Stored data:
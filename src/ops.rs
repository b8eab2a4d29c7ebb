use std::ops::Range;

use itertools::Itertools;

use crate::{edge::*, node::*};

/// Provides getters pertaining to the node-size of a graph
pub trait GraphNodeOrder {
    /// Returns the number of nodes of the graph
    fn number_of_nodes(&self) -> NumNodes;

    /// Return the number of nodes as usize
    fn len(&self) -> usize {
        self.number_of_nodes() as usize
    }

    /// Returns an iterator over V in insertion order.
    ///
    /// The range does not borrow `self` and hence may be used where additional
    /// mutable references of self are needed.
    fn vertices(&self) -> Range<Node> {
        0..self.number_of_nodes()
    }

    /// Returns *true* if the graph has no nodes (and thus no edges)
    fn is_empty(&self) -> bool {
        self.len() == 0
    }
}

/// Provides getters pertaining to the edge-size of a graph
pub trait GraphEdgeOrder {
    /// Returns the number of undirected edges of the graph.
    /// Parallel edges are counted individually, a self-loop counts once.
    fn number_of_edges(&self) -> NumEdges;

    /// Returns *true* if the graph has no edges
    fn is_singleton_graph(&self) -> bool {
        self.number_of_edges() == 0
    }
}

/// Traits pertaining getters for neighborhoods & edges
pub trait AdjacencyList: GraphNodeOrder + GraphEdgeOrder + Sized {
    /// Returns the half-edges leaving `u` in construction order.
    /// ** Panics if `u >= n` **
    fn half_edges_of(&self, u: Node) -> &[HalfEdge];

    /// Returns an iterator over the (open) neighborhood of a given vertex.
    /// A neighbor connected by parallel edges is returned once per edge.
    /// ** Panics if `u >= n` **
    fn neighbors_of(&self, u: Node) -> impl Iterator<Item = Node> + '_ {
        self.half_edges_of(u).iter().map(|h| h.target)
    }

    /// Returns the number of half-edges at `u` (a self-loop contributes two)
    /// ** Panics if `u >= n` **
    fn degree_of(&self, u: Node) -> NumNodes {
        self.half_edges_of(u).len() as NumNodes
    }

    /// Returns an iterator over the degrees of all vertices
    fn degrees(&self) -> impl Iterator<Item = NumNodes> + '_ {
        self.vertices().map(|u| self.degree_of(u))
    }

    /// Returns the maximum degree in the graph
    fn max_degree(&self) -> NumNodes {
        self.degrees().max().unwrap_or(0)
    }

    /// Returns *true* if `u` has no incident edges
    fn is_isolated(&self, u: Node) -> bool {
        self.degree_of(u) == 0
    }

    /// Returns an iterator over the weighted edges incident to `u` that are reported by `u`,
    /// i.e. edges `(u, v)` with `u < v` and every second half-edge of a self-loop at `u`.
    /// ** Panics if `u >= n` **
    fn edges_of(&self, u: Node) -> impl Iterator<Item = (Edge, Weight)> + '_ {
        let mut loop_half_edges = 0usize;
        self.half_edges_of(u).iter().filter_map(move |h| {
            if h.target == u {
                loop_half_edges += 1;
                (loop_half_edges % 2 == 0).then_some((Edge(u, u), h.weight))
            } else {
                (u < h.target).then_some((Edge(u, h.target), h.weight))
            }
        })
    }

    /// Returns an iterator over all undirected edges, each reported exactly once and normalized.
    fn edges(&self) -> impl Iterator<Item = (Edge, Weight)> + '_ {
        self.vertices().flat_map(|u| self.edges_of(u))
    }

    /// Returns all undirected edges in sorted order
    fn ordered_edges(&self) -> Vec<(Edge, Weight)> {
        self.edges().sorted().collect_vec()
    }
}

/// Name-based access to the vertices of a labelled graph
pub trait NamedVertices: GraphNodeOrder {
    /// Returns the name of `u`
    /// ** Panics if `u >= n` **
    fn name_of(&self, u: Node) -> &str;

    /// Returns the node with the given name, compared by exact string equality
    fn find_vertex(&self, name: &str) -> Option<Node>;

    /// Returns an iterator over all vertex names in insertion order
    fn names(&self) -> impl Iterator<Item = &str> + '_ {
        self.vertices().map(|u| self.name_of(u))
    }
}

/// Provides methods to insert vertices and undirected edges
pub trait GraphEdgeEditing: NamedVertices {
    /// Returns the node with the given name, inserting a new isolated vertex if none exists
    fn add_vertex(&mut self, name: &str) -> Node;

    /// Adds the undirected edge `{u, v}` of weight `w`, i.e. the half-edges `u -> v` and `v -> u`.
    /// Parallel edges and self-loops are stored as given.
    /// ** Panics if `u >= n || v >= n` **
    fn add_edge(&mut self, u: Node, v: Node, weight: Weight);

    /// Resolves (and if necessary creates) both endpoints by name and connects them.
    /// Returns the normalized edge that was inserted.
    fn add_edge_by_names(&mut self, u: &str, v: &str, weight: Weight) -> Edge {
        let u = self.add_vertex(u);
        let v = self.add_vertex(v);
        self.add_edge(u, v, weight);
        Edge(u, v).normalized()
    }
}
/*!
# Utilities

Provides abstractions over [`Set`] so that algorithms (most importantly traversals) can be
parameterized by the data structure used as visitation marker, plus the [`FromCapacity`]
helper to create such structures sized to the graph at call time.
*/

use std::{collections::HashSet, hash::RandomState};

use fxhash::{FxBuildHasher, FxHashSet};

use crate::node::*;

pub mod set;

pub use set::{NodeMarker, Set};

/// Helper trait for datastructure that can be initialized with capacity.
/// Can be interpreted as reserved space or guaranteed used space.
pub trait FromCapacity: Sized {
    /// Create a new instance with a given capacity
    fn from_capacity(capacity: usize) -> Self {
        Self::from_total_used_capacity(capacity, capacity)
    }

    /// Creates a new instance from the total capacity (ie. max-value for example) and the actual
    /// capacity that will be used (space-wise).
    fn from_total_used_capacity(total: usize, used: usize) -> Self;
}

impl FromCapacity for NodeMarker {
    fn from_total_used_capacity(total: usize, _used: usize) -> Self {
        // A dense marker requires one entry per possible node
        Self::new(total as NumNodes)
    }
}

impl<T> FromCapacity for HashSet<T, RandomState> {
    fn from_total_used_capacity(_total: usize, used: usize) -> Self {
        Self::with_capacity(used)
    }
}

impl<T> FromCapacity for FxHashSet<T> {
    fn from_total_used_capacity(_total: usize, used: usize) -> Self {
        Self::with_capacity_and_hasher(used, FxBuildHasher::default())
    }
}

Aim of the exercise
Copy exactly the line containing "be used (space-wise)." and each line after it through the end of the records above.

Reply
    /// capacity that will be used (space-wise).
    fn from_total_used_capacity(total: usize, used: usize) -> Self;
}

impl FromCapacity for NodeMarker {
    fn from_total_used_capacity(total: usize, _used: usize) -> Self {
        // A dense marker requires one entry per possible node
        Self::new(total as NumNodes)
    }
}

impl<T> FromCapacity for HashSet<T, RandomState> {
    fn from_total_used_capacity(_total: usize, used: usize) -> Self {
        Self::with_capacity(used)
    }
}

impl<T> FromCapacity for FxHashSet<T> {
    fn from_total_used_capacity(_total: usize, used: usize) -> Self {
        Self::with_capacity_and_hasher(used, FxBuildHasher::default())
    }
}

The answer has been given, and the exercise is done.